Jakarta, Aktual.com — Perseroan Terbatas Bursa Efek Indonesia (BEI) meminta Dewan Perwakilan Rakyat (DPR) untuk dapat membuatkan peraturan khusus mengenai privatisasi BUMN agar dapat menjaga perkembangan perusahaan dan industri sehingga turut berperan serta menjaga perekonomian nasional.

“Bursa Efek Indonesia (BEI) berharap dari Komisi XI DPR RI dapat memangkas pelaksanaan penawaran umum perdana saham (IPO). Jika dimungkinkan, dibuat payung hukum untuk privatisasi yang terpisah,” kata Direktur Utama BEI Tito Sulistio dalam Rapat Dengar Pendapat dengan Komisi XI DPR di Jakarta, Kamis (15/10).

Menurut dia, UU Nomor 19 Tahun 2003 tentang Badan Usaha Milik Negara (BUMN) secara tidak langsung menghambat perusahaan pelat merah melakukan penerbitan saham. Dalam peraturan yang berlaku, setidaknya terdapat 25 tahap sebelum BUMN dapat melakukan permohonan pencatatan saham di Bursa Efek Indonesia.

“Dengan BUMN melakukan privatisasi, kinerjanya dapat makin membaik.
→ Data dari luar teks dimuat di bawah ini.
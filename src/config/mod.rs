//! # Registration Workflow Configuration
//!
//! Explicit configuration passed into every constructor. Values come from
//! layered YAML files plus environment overrides (see [`ConfigManager`]);
//! every section has defaults so a missing key never aborts startup.
//!
//! ## Usage
//!
//! ```rust,no_run
//! use registration_workflow::config::ConfigManager;
//!
//! # fn main() -> Result<(), Box<dyn std::error::Error>> {
//! let manager = ConfigManager::load()?;
//! let config = manager.config();
//! println!("{} polls {}", config.worker.identity, config.activity_task_list());
//! # Ok(())
//! # }
//! ```

pub mod error;
pub mod loader;

use serde::{Deserialize, Serialize};
use std::collections::HashMap;
use std::time::Duration;

pub use error::{ConfigResult, ConfigurationError};
pub use loader::ConfigManager;

use crate::constants::{activity_names, MAX_DISPLAY_NAME_LENGTH};
use crate::models::{ActivityOptions, ActivityTimeouts, ChildPolicy, Timeout, WorkflowOptions};

/// Which pipeline shape the workflow runs
#[derive(Debug, Clone, Copy, PartialEq, Eq, Default, Serialize, Deserialize)]
#[serde(rename_all = "snake_case")]
pub enum PipelineVariant {
    /// contact -> subscribe -> wait for confirmation -> send result
    #[default]
    Sequential,
    /// contact -> subscribe -> ANY(confirm email, confirm sms) -> send result
    FanOut,
}

#[derive(Debug, Clone, Copy, PartialEq, Eq, Default, Serialize, Deserialize)]
#[serde(rename_all = "snake_case")]
pub enum BackendKind {
    #[default]
    Memory,
    Postgres,
}

/// Root configuration structure mirroring `config/regflow.yaml`
#[derive(Debug, Clone, PartialEq, Serialize, Deserialize)]
#[serde(default)]
pub struct WorkflowConfig {
    pub environment: String,
    pub domain: String,
    /// Decision task list; activities use `"{task_list}-activities"`
    pub task_list: String,
    pub workflow_name: String,
    pub pipeline_variant: PipelineVariant,
    pub orchestrator: OrchestratorConfig,
    pub workflow: WorkflowSettings,
    pub activities: ActivitiesConfig,
    pub worker: WorkerConfig,
    pub coordinator: CoordinatorConfig,
    pub contact: ContactConfig,
    pub confirmation: ConfirmationConfig,
    pub notification: NotificationConfig,
    pub logging: LoggingConfig,
}

impl Default for WorkflowConfig {
    fn default() -> Self {
        Self {
            environment: "development".to_string(),
            domain: "SWFSampleDomain".to_string(),
            task_list: "registration".to_string(),
            workflow_name: "swf-sns-workflow".to_string(),
            pipeline_variant: PipelineVariant::default(),
            orchestrator: OrchestratorConfig::default(),
            workflow: WorkflowSettings::default(),
            activities: ActivitiesConfig::default(),
            worker: WorkerConfig::default(),
            coordinator: CoordinatorConfig::default(),
            contact: ContactConfig::default(),
            confirmation: ConfirmationConfig::default(),
            notification: NotificationConfig::default(),
            logging: LoggingConfig::default(),
        }
    }
}

#[derive(Debug, Clone, PartialEq, Serialize, Deserialize)]
#[serde(default)]
pub struct OrchestratorConfig {
    pub backend: BackendKind,
    pub poll_timeout_ms: u64,
    /// Timeout sweep cadence; also the PostgreSQL claim interval
    pub timer_resolution_ms: u64,
    pub database_url: Option<String>,
    pub max_connections: u32,
    pub retention_days: u32,
}

impl Default for OrchestratorConfig {
    fn default() -> Self {
        Self {
            backend: BackendKind::Memory,
            poll_timeout_ms: 60_000,
            timer_resolution_ms: 50,
            database_url: None,
            max_connections: 10,
            retention_days: 1,
        }
    }
}

impl OrchestratorConfig {
    pub fn poll_timeout(&self) -> Duration {
        Duration::from_millis(self.poll_timeout_ms)
    }

    pub fn timer_resolution(&self) -> Duration {
        Duration::from_millis(self.timer_resolution_ms)
    }
}

#[derive(Debug, Clone, PartialEq, Serialize, Deserialize)]
#[serde(default)]
pub struct WorkflowSettings {
    pub child_policy: ChildPolicy,
    pub execution_timeout_ms: u64,
    pub decision_timeout_ms: u64,
    pub description: Option<String>,
}

impl Default for WorkflowSettings {
    fn default() -> Self {
        Self {
            child_policy: ChildPolicy::Terminate,
            execution_timeout_ms: 24 * 3_600_000,
            decision_timeout_ms: 60_000,
            description: None,
        }
    }
}

/// Activity timeouts in milliseconds; 0 means no timeout
#[derive(Debug, Clone, PartialEq, Eq, Serialize, Deserialize)]
#[serde(default)]
pub struct ActivityTimeoutConfig {
    pub schedule_to_start_timeout_ms: u64,
    pub start_to_close_timeout_ms: u64,
    pub schedule_to_close_timeout_ms: u64,
    pub heartbeat_timeout_ms: u64,
}

impl Default for ActivityTimeoutConfig {
    fn default() -> Self {
        Self {
            schedule_to_start_timeout_ms: 120_000,
            start_to_close_timeout_ms: 3_600_000,
            schedule_to_close_timeout_ms: 3_800_000,
            heartbeat_timeout_ms: 0,
        }
    }
}

impl ActivityTimeoutConfig {
    pub fn timeouts(&self) -> ActivityTimeouts {
        ActivityTimeouts {
            schedule_to_start: Timeout::from_millis(self.schedule_to_start_timeout_ms),
            start_to_close: Timeout::from_millis(self.start_to_close_timeout_ms),
            schedule_to_close: Timeout::from_millis(self.schedule_to_close_timeout_ms),
            heartbeat: Timeout::from_millis(self.heartbeat_timeout_ms),
        }
    }
}

/// Per-activity adjustments on top of the defaults
#[derive(Debug, Clone, Default, PartialEq, Eq, Serialize, Deserialize)]
#[serde(default)]
pub struct ActivityOverride {
    pub schedule_to_start_timeout_ms: Option<u64>,
    pub start_to_close_timeout_ms: Option<u64>,
    pub schedule_to_close_timeout_ms: Option<u64>,
    pub heartbeat_timeout_ms: Option<u64>,
    pub description: Option<String>,
}

impl ActivityOverride {
    /// Override only the heartbeat timeout
    pub fn heartbeat(heartbeat_timeout_ms: u64) -> Self {
        Self {
            heartbeat_timeout_ms: Some(heartbeat_timeout_ms),
            ..Self::default()
        }
    }

    fn apply(&self, defaults: &ActivityTimeoutConfig) -> ActivityTimeoutConfig {
        ActivityTimeoutConfig {
            schedule_to_start_timeout_ms: self
                .schedule_to_start_timeout_ms
                .unwrap_or(defaults.schedule_to_start_timeout_ms),
            start_to_close_timeout_ms: self
                .start_to_close_timeout_ms
                .unwrap_or(defaults.start_to_close_timeout_ms),
            schedule_to_close_timeout_ms: self
                .schedule_to_close_timeout_ms
                .unwrap_or(defaults.schedule_to_close_timeout_ms),
            heartbeat_timeout_ms: self
                .heartbeat_timeout_ms
                .unwrap_or(defaults.heartbeat_timeout_ms),
        }
    }
}

#[derive(Debug, Clone, PartialEq, Serialize, Deserialize)]
#[serde(default)]
pub struct ActivitiesConfig {
    pub defaults: ActivityTimeoutConfig,
    pub overrides: HashMap<String, ActivityOverride>,
}

impl Default for ActivitiesConfig {
    fn default() -> Self {
        // Confirmation waits heartbeat, so they get a heartbeat timeout
        let overrides = [
            activity_names::WAIT_FOR_CONFIRMATION,
            activity_names::CONFIRM_EMAIL,
            activity_names::CONFIRM_SMS,
        ]
        .into_iter()
        .map(|name| (name.to_string(), ActivityOverride::heartbeat(900_000)))
        .collect();

        Self {
            defaults: ActivityTimeoutConfig::default(),
            overrides,
        }
    }
}

#[derive(Debug, Clone, PartialEq, Serialize, Deserialize)]
#[serde(default)]
pub struct WorkerConfig {
    pub identity: String,
    pub max_concurrent_tasks: usize,
    pub shutdown_grace_ms: u64,
    pub poll_error_backoff_ms: u64,
}

impl Default for WorkerConfig {
    fn default() -> Self {
        Self {
            identity: "regflow-worker".to_string(),
            max_concurrent_tasks: 4,
            shutdown_grace_ms: 10_000,
            poll_error_backoff_ms: 1_000,
        }
    }
}

#[derive(Debug, Clone, PartialEq, Serialize, Deserialize)]
#[serde(default)]
pub struct CoordinatorConfig {
    pub identity: String,
    pub poll_error_backoff_ms: u64,
}

impl Default for CoordinatorConfig {
    fn default() -> Self {
        Self {
            identity: "regflow-decider".to_string(),
            poll_error_backoff_ms: 1_000,
        }
    }
}

#[derive(Debug, Clone, PartialEq, Serialize, Deserialize)]
#[serde(default)]
pub struct ContactConfig {
    pub max_prompt_attempts: u32,
}

impl Default for ContactConfig {
    fn default() -> Self {
        Self {
            max_prompt_attempts: 3,
        }
    }
}

#[derive(Debug, Clone, PartialEq, Serialize, Deserialize)]
#[serde(default)]
pub struct ConfirmationConfig {
    pub poll_interval_ms: u64,
    pub heartbeat_interval_ms: u64,
    /// Give up after this long even if confirmations are still pending; 0 waits forever
    pub max_wait_ms: u64,
}

impl Default for ConfirmationConfig {
    fn default() -> Self {
        Self {
            poll_interval_ms: 4_000,
            heartbeat_interval_ms: 30_000,
            max_wait_ms: 3_000_000,
        }
    }
}

impl ConfirmationConfig {
    pub fn poll_interval(&self) -> Duration {
        Duration::from_millis(self.poll_interval_ms)
    }

    pub fn heartbeat_interval(&self) -> Duration {
        Duration::from_millis(self.heartbeat_interval_ms)
    }

    pub fn max_wait(&self) -> Option<Duration> {
        (self.max_wait_ms > 0).then(|| Duration::from_millis(self.max_wait_ms))
    }
}

#[derive(Debug, Clone, PartialEq, Serialize, Deserialize)]
#[serde(default)]
pub struct NotificationConfig {
    pub topic_prefix: String,
    /// SMS shows only the first 10 characters
    pub display_name: String,
    pub success_subject: String,
    pub success_message: String,
    pub delete_topic_on_completion: bool,
    /// In-memory notifier only: confirm pending subscriptions after this delay
    pub auto_confirm_after_ms: Option<u64>,
}

impl Default for NotificationConfig {
    fn default() -> Self {
        Self {
            topic_prefix: "SWF_Sample_Topic".to_string(),
            display_name: "SWFSample".to_string(),
            success_subject: "Subscription confirmed".to_string(),
            success_message: "Thanks for confirming your subscription!".to_string(),
            delete_topic_on_completion: false,
            auto_confirm_after_ms: None,
        }
    }
}

#[derive(Debug, Clone, PartialEq, Serialize, Deserialize)]
#[serde(default)]
pub struct LoggingConfig {
    /// Falls back to an environment-based level when unset
    pub level: Option<String>,
    pub file_output: bool,
    pub directory: String,
    pub json: bool,
}

impl Default for LoggingConfig {
    fn default() -> Self {
        Self {
            level: None,
            file_output: false,
            directory: "log".to_string(),
            json: true,
        }
    }
}

impl WorkflowConfig {
    /// Task list activity workers poll
    pub fn activity_task_list(&self) -> String {
        format!("{}-activities", self.task_list)
    }

    /// Registration options for one activity: defaults plus its override
    pub fn activity_options(&self, name: &str) -> ActivityOptions {
        let activity_override = self.activities.overrides.get(name);
        let timeouts = activity_override
            .map(|o| o.apply(&self.activities.defaults))
            .unwrap_or_else(|| self.activities.defaults.clone())
            .timeouts();
        let description = activity_override
            .and_then(|o| o.description.clone())
            .or_else(|| Some(format!("{} {name}", self.domain)));

        ActivityOptions {
            timeouts,
            default_task_list: self.activity_task_list(),
            description,
        }
    }

    pub fn workflow_options(&self) -> WorkflowOptions {
        WorkflowOptions {
            child_policy: self.workflow.child_policy,
            execution_start_to_close: Duration::from_millis(self.workflow.execution_timeout_ms),
            task_start_to_close: Duration::from_millis(self.workflow.decision_timeout_ms),
            default_task_list: self.task_list.clone(),
            description: self
                .workflow
                .description
                .clone()
                .or_else(|| Some(format!("{} registration workflow", self.domain))),
        }
    }

    /// Reject configurations the system cannot run with
    pub fn validate(&self) -> ConfigResult<()> {
        for (field, value) in [
            ("domain", &self.domain),
            ("task_list", &self.task_list),
            ("workflow_name", &self.workflow_name),
            ("worker.identity", &self.worker.identity),
            ("coordinator.identity", &self.coordinator.identity),
        ] {
            if value.trim().is_empty() {
                return Err(ConfigurationError::missing_required_field(
                    field,
                    "workflow configuration",
                ));
            }
        }

        if self.worker.max_concurrent_tasks == 0 {
            return Err(ConfigurationError::invalid_value(
                "worker.max_concurrent_tasks",
                0,
                "must be greater than 0",
            ));
        }

        for (field, value) in [
            ("orchestrator.poll_timeout_ms", self.orchestrator.poll_timeout_ms),
            ("orchestrator.timer_resolution_ms", self.orchestrator.timer_resolution_ms),
            ("confirmation.poll_interval_ms", self.confirmation.poll_interval_ms),
            ("confirmation.heartbeat_interval_ms", self.confirmation.heartbeat_interval_ms),
            ("workflow.execution_timeout_ms", self.workflow.execution_timeout_ms),
            ("workflow.decision_timeout_ms", self.workflow.decision_timeout_ms),
        ] {
            if value == 0 {
                return Err(ConfigurationError::invalid_value(
                    field,
                    value,
                    "interval must be greater than 0",
                ));
            }
        }

        if self.contact.max_prompt_attempts == 0 {
            return Err(ConfigurationError::invalid_value(
                "contact.max_prompt_attempts",
                0,
                "must be greater than 0",
            ));
        }

        if self.notification.display_name.chars().count() > MAX_DISPLAY_NAME_LENGTH {
            return Err(ConfigurationError::invalid_value(
                "notification.display_name",
                &self.notification.display_name,
                format!("must be at most {MAX_DISPLAY_NAME_LENGTH} characters"),
            ));
        }

        if self.orchestrator.backend == BackendKind::Postgres
            && self.orchestrator.database_url.is_none()
        {
            return Err(ConfigurationError::missing_required_field(
                "orchestrator.database_url",
                "postgres backend",
            ));
        }

        Ok(())
    }
}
Fakta memperlihatkan bahwa BUMN yang telah diprivatisasi, baik secara langsung melalui pasar modal maupun cara lainnya mempunyai hasil kerja yang relatif lebih baik dibandingkan yang masih penuh dikelola dalam birokrasi,” ucapnya.

Tito Sulistio menyebutkan salah satu BUMN yang telah tercatat di BEI, yakni PT Bank Rakyat Indonesia Tbk. (BRI), saat melakukan IPO pada tahun 2003 nilai kapitalisasi BRI hanya senilai Rp10,19 triliun, sementara pada tahun 2015 sudah mencapai Rp236,90 triliun, atau meningkat sebesar 2.224,54 persen.

Selain itu, lanjut dia, PT Telekomunikasi Indonesia Tbk. (Telkom) juga meningkat sebesar 1.375,12 persen menjadi 282,24 triliun pada tahun 2015 dibandingkan ketika melaksanakan IPO sebesar Rp19,13 triliun pada tahun 1995.

“Privatisasi BUMN terbukti lebih baik, lebih transparan, dan nilai kapitalisasinya melonjak sampai berkali-kali lipat. Mekanisme ‘go public’ merupakan pilihan aman dan transparan dibanding suatu program privatisasi lainnya,” ucapnya.

Ia menambahkan bahwa BUMN juga memiliki peran sangat penting sebagai penggerak dan katalisator pasar modal lokal di Indonesia. Jadi, karena BUMN “go public”, pasar modal domestik menjadi baik.

Privatisasi merupakan penjualan saham persero, baik sebagian maupun seluruhnya, kepada pihak lain dalam rangka meningkatkan kinerja dan nilai perusahaan, memperbesar manfaat bagi negara dan masyarakat, serta memperluas kepemilikan saham oleh masyarakat.

Tito juga mengatakan bahwa pihaknya akan membuat divisi khusus untuk menangani privatisasi sehingga memudahkan BUMN untuk meraih pendanaan dari pasar modal dalam rangka ekspansi, salah satunya mendukung program pembangunan infrastruktur.

“Jumlah BUMN di Indonesia sebanyak 119 perusahaan. Namun, saat ini baru sebanyak 21 BUMN yang tercatat dari total perusahaan di BEI yang sebanyak 517 emiten,” katanya.